--- Material supplied ---

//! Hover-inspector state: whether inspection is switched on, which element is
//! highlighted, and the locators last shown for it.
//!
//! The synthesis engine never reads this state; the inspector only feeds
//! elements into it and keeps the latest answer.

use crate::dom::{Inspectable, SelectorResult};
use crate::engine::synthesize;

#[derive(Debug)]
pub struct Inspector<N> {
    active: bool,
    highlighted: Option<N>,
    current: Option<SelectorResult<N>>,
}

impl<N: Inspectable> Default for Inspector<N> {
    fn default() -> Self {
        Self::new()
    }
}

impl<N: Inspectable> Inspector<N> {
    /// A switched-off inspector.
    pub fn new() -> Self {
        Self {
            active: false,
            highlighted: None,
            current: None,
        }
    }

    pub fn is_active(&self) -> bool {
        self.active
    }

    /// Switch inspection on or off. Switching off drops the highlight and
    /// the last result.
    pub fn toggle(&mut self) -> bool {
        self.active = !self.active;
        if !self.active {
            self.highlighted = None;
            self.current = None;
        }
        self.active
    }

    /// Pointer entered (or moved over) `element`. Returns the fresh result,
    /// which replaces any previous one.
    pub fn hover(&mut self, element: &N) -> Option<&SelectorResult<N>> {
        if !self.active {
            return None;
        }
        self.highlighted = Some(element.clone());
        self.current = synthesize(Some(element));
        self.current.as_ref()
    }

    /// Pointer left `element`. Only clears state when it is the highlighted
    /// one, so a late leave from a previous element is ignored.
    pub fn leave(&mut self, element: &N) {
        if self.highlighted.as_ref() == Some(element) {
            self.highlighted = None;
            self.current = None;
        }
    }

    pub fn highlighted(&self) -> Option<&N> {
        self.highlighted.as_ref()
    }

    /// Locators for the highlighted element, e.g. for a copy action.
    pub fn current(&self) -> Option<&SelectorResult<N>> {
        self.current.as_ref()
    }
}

---
--- Material supplied ---

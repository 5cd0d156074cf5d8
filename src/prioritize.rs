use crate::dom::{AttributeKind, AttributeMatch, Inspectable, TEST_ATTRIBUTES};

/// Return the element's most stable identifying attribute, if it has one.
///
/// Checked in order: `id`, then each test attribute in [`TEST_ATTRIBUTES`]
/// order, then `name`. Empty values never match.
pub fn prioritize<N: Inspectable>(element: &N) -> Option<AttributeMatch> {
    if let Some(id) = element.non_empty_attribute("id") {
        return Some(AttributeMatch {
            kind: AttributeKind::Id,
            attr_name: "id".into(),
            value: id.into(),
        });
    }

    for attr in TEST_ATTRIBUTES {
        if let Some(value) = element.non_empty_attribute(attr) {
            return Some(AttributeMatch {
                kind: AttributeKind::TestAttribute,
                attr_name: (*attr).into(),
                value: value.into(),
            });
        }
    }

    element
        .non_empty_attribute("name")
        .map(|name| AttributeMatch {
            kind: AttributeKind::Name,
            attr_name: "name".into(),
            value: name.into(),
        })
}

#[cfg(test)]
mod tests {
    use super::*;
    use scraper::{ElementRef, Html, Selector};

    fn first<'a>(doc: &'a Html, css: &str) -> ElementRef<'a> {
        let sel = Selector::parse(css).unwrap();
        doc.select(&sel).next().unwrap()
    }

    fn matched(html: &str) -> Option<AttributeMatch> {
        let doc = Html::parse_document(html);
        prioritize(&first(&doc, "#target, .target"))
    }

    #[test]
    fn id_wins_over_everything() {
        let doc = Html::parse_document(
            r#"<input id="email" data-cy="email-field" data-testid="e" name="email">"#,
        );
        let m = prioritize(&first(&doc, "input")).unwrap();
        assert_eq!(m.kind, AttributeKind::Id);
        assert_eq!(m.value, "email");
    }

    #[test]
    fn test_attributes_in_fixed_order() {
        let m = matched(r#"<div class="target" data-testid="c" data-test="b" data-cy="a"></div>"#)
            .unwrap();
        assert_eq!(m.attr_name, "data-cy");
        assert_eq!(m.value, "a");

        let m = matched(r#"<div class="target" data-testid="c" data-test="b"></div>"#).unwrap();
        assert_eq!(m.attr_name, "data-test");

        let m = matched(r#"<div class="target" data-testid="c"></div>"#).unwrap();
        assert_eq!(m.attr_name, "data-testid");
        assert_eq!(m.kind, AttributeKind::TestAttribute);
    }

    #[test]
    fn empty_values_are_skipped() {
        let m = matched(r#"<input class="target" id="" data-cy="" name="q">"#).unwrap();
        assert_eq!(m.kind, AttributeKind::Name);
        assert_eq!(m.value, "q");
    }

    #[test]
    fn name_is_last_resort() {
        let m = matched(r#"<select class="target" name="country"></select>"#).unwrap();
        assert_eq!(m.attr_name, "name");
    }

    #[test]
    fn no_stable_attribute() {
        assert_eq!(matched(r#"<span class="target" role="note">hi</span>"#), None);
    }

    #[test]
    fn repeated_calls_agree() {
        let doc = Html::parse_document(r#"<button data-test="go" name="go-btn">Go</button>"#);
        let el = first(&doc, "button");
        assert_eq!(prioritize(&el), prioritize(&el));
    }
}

---

* What is expected
Search the data above for the string "previous" and copy each line that has it.

* Task response
    /// which replaces any previous one.
    /// one, so a late leave from a previous element is ignored.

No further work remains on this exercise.